17 March 2014

The Slippery History of Gobbledygook

In his column on language for the American Scholar last year, Ralph Keyes described how Maury Maverick coined the word “gobbeldygook”:
While heading a government office in the mid-1940s, the former Texas congressman grew weary of the inflated verbiage he confronted daily among the many bureaucrats who had flocked to Washington during World War II. What to call their windy rhetoric?

As Maverick later recalled in a New York Times article, it reminded him of “the old bearded turkey gobbler back in Texas who was always gobbledygobbling and strutting with ludicrous pomposity. At the end of his gobble there was a sort of gook.” Maverick had his word.
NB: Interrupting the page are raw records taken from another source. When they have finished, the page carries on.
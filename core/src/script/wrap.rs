use crate::error::ConfigurationError;
use crate::transport::REBOOT_EXIT_STATUS;

/// Heredoc delimiter used to embed the user's script. A script containing it
/// would terminate the heredoc early, so such scripts are refused.
pub const SCRIPT_DELIMITER: &str = "EOF_ONEACH_SCRIPT";

pub fn check_script(script: &str) -> Result<(), ConfigurationError> {
    if script.contains(SCRIPT_DELIMITER) {
        return Err(ConfigurationError::UnsupportedCommand {
            delimiter: SCRIPT_DELIMITER,
        });
    }
    Ok(())
}

/// Builds a host-level script that runs `script` inside `zonename` through a
/// login shell and propagates its exit status, except that the transport's
/// reboot status is reported as 1.
pub fn wrap(zonename: &str, script: &str) -> Result<String, ConfigurationError> {
    check_script(script)?;
    if zonename.is_empty()
        || !zonename
            .chars()
            .all(|c| c.is_ascii_alphanumeric() || matches!(c, '-' | '_' | '.'))
    {
        return Err(ConfigurationError::Invalid(format!(
            "invalid zone name: \"{}\"",
            zonename
        )));
    }

    Ok(render(&format!("zlogin -Q {} bash -l", zonename), script))
}

fn render(entry: &str, script: &str) -> String {
    let mut out = String::with_capacity(script.len() + 160);
    out.push_str(&format!("cat <<'{}' | {}\n", SCRIPT_DELIMITER, entry));
    out.push_str(script);
    if !script.ends_with('\n') {
        out.push('\n');
    }
    out.push_str(SCRIPT_DELIMITER);
    out.push('\n');
    out.push_str("rv=$?\n");
    out.push_str(&format!(
        "if [ $rv -eq {} ]; then\n    exit 1\nfi\n",
        REBOOT_EXIT_STATUS
    ));
    out.push_str("exit $rv\n");
    out
}
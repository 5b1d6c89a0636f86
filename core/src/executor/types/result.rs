use chrono::{DateTime, Utc};
use serde::{Deserialize, Serialize, Serializer};

use crate::scope::Target;

use super::request::OperationKind;

#[derive(Debug, Clone, Copy, PartialEq, Eq, Serialize, Deserialize)]
#[serde(rename_all = "snake_case")]
pub enum FailureKind {
    /// The operation did not finish within its timeout.
    Timeout,
    /// The transport reported an error.
    Transport,
    /// A transfer path fell outside the target zone's root.
    InvalidPath,
    /// The request could not be prepared for this target.
    InvalidRequest,
}

fn lossy_utf8<S: Serializer>(bytes: &[u8], serializer: S) -> Result<S::Ok, S::Error> {
    serializer.serialize_str(&String::from_utf8_lossy(bytes))
}

#[derive(Debug, Clone, PartialEq, Eq, Serialize)]
#[serde(tag = "status", rename_all = "snake_case")]
pub enum Outcome {
    /// The process ran to completion, possibly with a non-zero status.
    Completed {
        exit_status: i32,
        #[serde(serialize_with = "lossy_utf8")]
        stdout: Vec<u8>,
        #[serde(serialize_with = "lossy_utf8")]
        stderr: Vec<u8>,
    },
    Failed {
        kind: FailureKind,
        message: String,
    },
}

impl Outcome {
    pub fn failed(kind: FailureKind, message: impl Into<String>) -> Self {
        Self::Failed {
            kind,
            message: message.into(),
        }
    }

    pub fn is_success(&self) -> bool {
        matches!(self, Self::Completed { exit_status: 0, .. })
    }
}

/// The single outcome reported for one target.
#[derive(Debug, Clone, PartialEq, Eq, Serialize)]
pub struct ExecutionResult {
    pub target: Target,
    pub operation: OperationKind,
    #[serde(flatten)]
    pub outcome: Outcome,
}

impl ExecutionResult {
    /// Text an operator would want to see for this result: stdout, plus
    /// stderr when the process failed, or the failure message.
    pub fn output_text(&self) -> String {
        match &self.outcome {
            Outcome::Completed {
                exit_status,
                stdout,
                stderr,
            } => {
                let mut text = String::from_utf8_lossy(stdout).into_owned();
                if *exit_status != 0 {
                    let err = String::from_utf8_lossy(stderr);
                    if !err.trim().is_empty() {
                        if !text.is_empty() && !text.ends_with('\n') {
                            text.push('\n');
                        }
                        text.push_str(&err);
                    }
                }
                text
            }
            Outcome::Failed { kind, message } => {
                format!("{} failed ({}): {}", self.operation, kind_label(*kind), message)
            }
        }
    }
}

fn kind_label(kind: FailureKind) -> &'static str {
    match kind {
        FailureKind::Timeout => "timeout",
        FailureKind::Transport => "transport error",
        FailureKind::InvalidPath => "invalid path",
        FailureKind::InvalidRequest => "invalid request",
    }
}

/// Totals carried by the end-of-run marker.
#[derive(Debug, Clone, PartialEq, Eq, Serialize)]
pub struct RunSummary {
    pub run_id: String,
    pub started_at: DateTime<Utc>,
    pub duration_ms: u64,
    pub dry_run: bool,
    pub targets: usize,
    pub started: usize,
    pub completed: usize,
    pub transport_errors: usize,
    pub timeouts: usize,
    pub nonzero_exits: usize,
}

impl RunSummary {
    pub fn failures(&self) -> usize {
        self.transport_errors + self.timeouts + self.nonzero_exits
    }

    pub fn all_succeeded(&self) -> bool {
        self.completed == self.targets && self.failures() == 0
    }
}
In a memo he advised staff members to “stay off the gobbledygook language,” which he defined as “talk or writing which is long, pompous, vague, involved, usually with Latinized words.” The Texan’s coinage quickly wended its way into the national vocabulary, where it has remained ever since.

(Maverick’s origin story may have been a bit disingenuous. In his time gobbledygoo was slang for fellatio.)
But Maverick and his “gobbeldygook” were necessary enough to make the papers in 1944. Michael Quinion’s similar World Wide Words report on the term is here.

1 comment:

Gail Gauthier said...

Many years ago, I worked for a federally funded department that was part of a state agency. We actually discussed gobbledygook. At that time, you'd hear concerns about it on programs like 60 Minutes. I haven't heard anyone remark on it in a long time.